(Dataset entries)
::::::::

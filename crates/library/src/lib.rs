//! Lectern library management
//!
//! Scans library roots into books, keeps the shelf and pin state, and
//! persists it all as a catalog in the data directory. Listening progress is
//! read from the per-book session records, never stored here.

pub mod catalog;
pub mod error;
pub mod index;
pub mod manager;
pub mod probe;
pub mod scanner;

pub use catalog::{Catalog, CATALOG_FILE};
pub use error::{LibraryError, LibraryResult};
pub use index::{LibraryIndex, MergeReport, PinMove};
pub use manager::{LibraryManager, ScanJob};
pub use probe::{build_book, LoftyProbe, MetadataProbe, NoopProbe, ProbedMedia};
pub use scanner::{natural_cmp, BookCandidate, LibraryScanner, ScannerConfig};
//! The playback session: one open book bound to the transport
//!
//! Positions handled here are global: seconds from the start of the book,
//! across every file. The [`Timeline`] maps them onto the transport's
//! per-file offsets.

use crate::error::{SessionError, SessionResult, TransportError};
use crate::transport::{Transport, TransportEvent};
use lectern_config::PlayerConfig;
use lectern_core::{
    clamp_rate, insert_sorted, Book, BookKey, BookLocator, Bookmark, Event, JumpCause, LoopRange,
    PlaybackStatus, SessionState, Timeline, Timestamp, MAX_VOLUME,
};
use log::{debug, info, warn};
use std::path::PathBuf;

/// Leeway before "previous chapter" restarts the current chapter instead
const CHAPTER_RESTART_GRACE_SECS: f64 = 3.0;

/// Resume behaviour taken from the player configuration
#[derive(Debug, Clone, PartialEq)]
pub struct SessionSettings {
    pub smart_resume: bool,
    /// Idle time after which resuming rewinds
    pub idle_threshold_secs: f64,
    pub rewind_secs: f64,
}

impl Default for SessionSettings {
    fn default() -> Self {
        Self::from(&PlayerConfig::default())
    }
}

impl From<&PlayerConfig> for SessionSettings {
    fn from(config: &PlayerConfig) -> Self {
        Self {
            smart_resume: config.smart_resume,
            idle_threshold_secs: config.resume_idle_threshold_secs as f64,
            rewind_secs: config.resume_rewind_secs.max(0.0),
        }
    }
}

#[derive(Debug, Clone, Copy, PartialEq, Eq)]
pub enum ChapterJump {
    Next,
    Previous,
}

/// What a press of the loop marker key did
#[derive(Debug, Clone, Copy, PartialEq)]
pub enum LoopPress {
    AnchorSet(f64),
    Engaged(LoopRange),
    Cleared,
    /// Second marker landed on the anchor
    Ignored,
}

/// Smart resume target for stored position `position`.
///
/// Rewinds by `rewind`, but never past an A marker that sits inside the
/// rewind window.
pub fn smart_resume_target(position: f64, rewind: f64, marker: Option<f64>) -> f64 {
    let rewound = (position - rewind).max(0.0);
    match marker {
        Some(m) if m <= position && m > position - rewind => m,
        _ => rewound,
    }
}

fn quantize_rate(rate: f64) -> f64 {
    (clamp_rate(rate) * 1000.0).round() / 1000.0
}

struct LoadedBook {
    book: Book,
    timeline: Timeline,
    file_index: usize,
    /// Offset in the open file at the last poll
    file_offset: f64,
}

/// Per-book playback state machine.
///
/// Every transition is reported as an [`Event`] in the session outbox,
/// drained with [`PlaybackSession::drain_events`].
pub struct PlaybackSession {
    transport: Box<dyn Transport>,
    settings: SessionSettings,
    status: PlaybackStatus,
    loaded: Option<LoadedBook>,
    state: SessionState,
    anchor: Option<f64>,
    /// Seek target waiting for a file duration to become known
    deferred: Option<f64>,
    paused_at: Option<Timestamp>,
    revision: u64,
    flush_requested: bool,
    events: Vec<Event>,
}
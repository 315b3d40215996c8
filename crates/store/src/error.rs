use lectern_core::AppError;
use std::path::PathBuf;
use thiserror::Error;

#[derive(Error, Debug)]
pub enum StoreError {
    #[error("Failed to read session record at {path}: {source}")]
    Read {
        path: PathBuf,
        source: std::io::Error,
    },

    #[error("Failed to write session record at {path}: {source}")]
    Write {
        path: PathBuf,
        source: std::io::Error,
    },

    #[error("Failed to encode session record: {0}")]
    Encode(#[from] serde_json::Error),
}

pub type StoreResult<T> = std::result::Result<T, StoreError>;

impl From<StoreError> for AppError {
    fn from(err: StoreError) -> Self {
        match err {
            StoreError::Read { path, source } | StoreError::Write { path, source } => {
                AppError::persistence(path, source)
            }
            StoreError::Encode(e) => AppError::Internal {
                message: e.to_string(),
            },
        }
    }
}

::::::::

▶ [What the task asks]:
Keep every word intact and transcribe the records in full.

▶ [Solution to the exercise]:
filename crates/library/src/lib.rs
//! Lectern library management
//!
//! Scans library roots into books, keeps the shelf and pin state, and
//! persists it all as a catalog in the data directory. Listening progress is
//! read from the per-book session records, never stored here.

pub mod catalog;
pub mod error;
pub mod index;
pub mod manager;
pub mod probe;
pub mod scanner;

pub use catalog::{Catalog, CATALOG_FILE};
pub use error::{LibraryError, LibraryResult};
pub use index::{LibraryIndex, MergeReport, PinMove};
pub use manager::{LibraryManager, ScanJob};
pub use probe::{build_book, LoftyProbe, MetadataProbe, NoopProbe, ProbedMedia};
pub use scanner::{natural_cmp, BookCandidate, LibraryScanner, ScannerConfig};
//! The playback session: one open book bound to the transport
//!
//! Positions handled here are global: seconds from the start of the book,
//! across every file. The [`Timeline`] maps them onto the transport's
//! per-file offsets.

use crate::error::{SessionError, SessionResult, TransportError};
use crate::transport::{Transport, TransportEvent};
use lectern_config::PlayerConfig;
use lectern_core::{
    clamp_rate, insert_sorted, Book, BookKey, BookLocator, Bookmark, Event, JumpCause, LoopRange,
    PlaybackStatus, SessionState, Timeline, Timestamp, MAX_VOLUME,
};
use log::{debug, info, warn};
use std::path::PathBuf;

/// Leeway before "previous chapter" restarts the current chapter instead
const CHAPTER_RESTART_GRACE_SECS: f64 = 3.0;

/// Resume behaviour taken from the player configuration
#[derive(Debug, Clone, PartialEq)]
pub struct SessionSettings {
    pub smart_resume: bool,
    /// Idle time after which resuming rewinds
    pub idle_threshold_secs: f64,
    pub rewind_secs: f64,
}

impl Default for SessionSettings {
    fn default() -> Self {
        Self::from(&PlayerConfig::default())
    }
}

impl From<&PlayerConfig> for SessionSettings {
    fn from(config: &PlayerConfig) -> Self {
        Self {
            smart_resume: config.smart_resume,
            idle_threshold_secs: config.resume_idle_threshold_secs as f64,
            rewind_secs: config.resume_rewind_secs.max(0.0),
        }
    }
}

#[derive(Debug, Clone, Copy, PartialEq, Eq)]
pub enum ChapterJump {
    Next,
    Previous,
}

/// What a press of the loop marker key did
#[derive(Debug, Clone, Copy, PartialEq)]
pub enum LoopPress {
    AnchorSet(f64),
    Engaged(LoopRange),
    Cleared,
    /// Second marker landed on the anchor
    Ignored,
}

/// Smart resume target for stored position `position`.
///
/// Rewinds by `rewind`, but never past an A marker that sits inside the
/// rewind window.
pub fn smart_resume_target(position: f64, rewind: f64, marker: Option<f64>) -> f64 {
    let rewound = (position - rewind).max(0.0);
    match marker {
        Some(m) if m <= position && m > position - rewind => m,
        _ => rewound,
    }
}

fn quantize_rate(rate: f64) -> f64 {
    (clamp_rate(rate) * 1000.0).round() / 1000.0
}

struct LoadedBook {
    book: Book,
    timeline: Timeline,
    file_index: usize,
    /// Offset in the open file at the last poll
    file_offset: f64,
}

/// Per-book playback state machine.
///
/// Every transition is reported as an [`Event`] in the session outbox,
/// drained with [`PlaybackSession::drain_events`].
pub struct PlaybackSession {
    transport: Box<dyn Transport>,
    settings: SessionSettings,
    status: PlaybackStatus,
    loaded: Option<LoadedBook>,
    state: SessionState,
    anchor: Option<f64>,
    /// Seek target waiting for a file duration to become known
    deferred: Option<f64>,
    paused_at: Option<Timestamp>,
    revision: u64,
    flush_requested: bool,
    events: Vec<Event>,
}
repository 315b3d40215996c8
filename crates/store/src/error.rs
use lectern_core::AppError;
use std::path::PathBuf;
use thiserror::Error;

#[derive(Error, Debug)]
pub enum StoreError {
    #[error("Failed to read session record at {path}: {source}")]
    Read {
        path: PathBuf,
        source: std::io::Error,
    },

    #[error("Failed to write session record at {path}: {source}")]
    Write {
        path: PathBuf,
        source: std::io::Error,
    },

    #[error("Failed to encode session record: {0}")]
    Encode(#[from] serde_json::Error),
}

pub type StoreResult<T> = std::result::Result<T, StoreError>;

impl From<StoreError> for AppError {
    fn from(err: StoreError) -> Self {
        match err {
            StoreError::Read { path, source } | StoreError::Write { path, source } => {
                AppError::persistence(path, source)
            }
            StoreError::Encode(e) => AppError::Internal {
                message: e.to_string(),
            },
        }
    }
}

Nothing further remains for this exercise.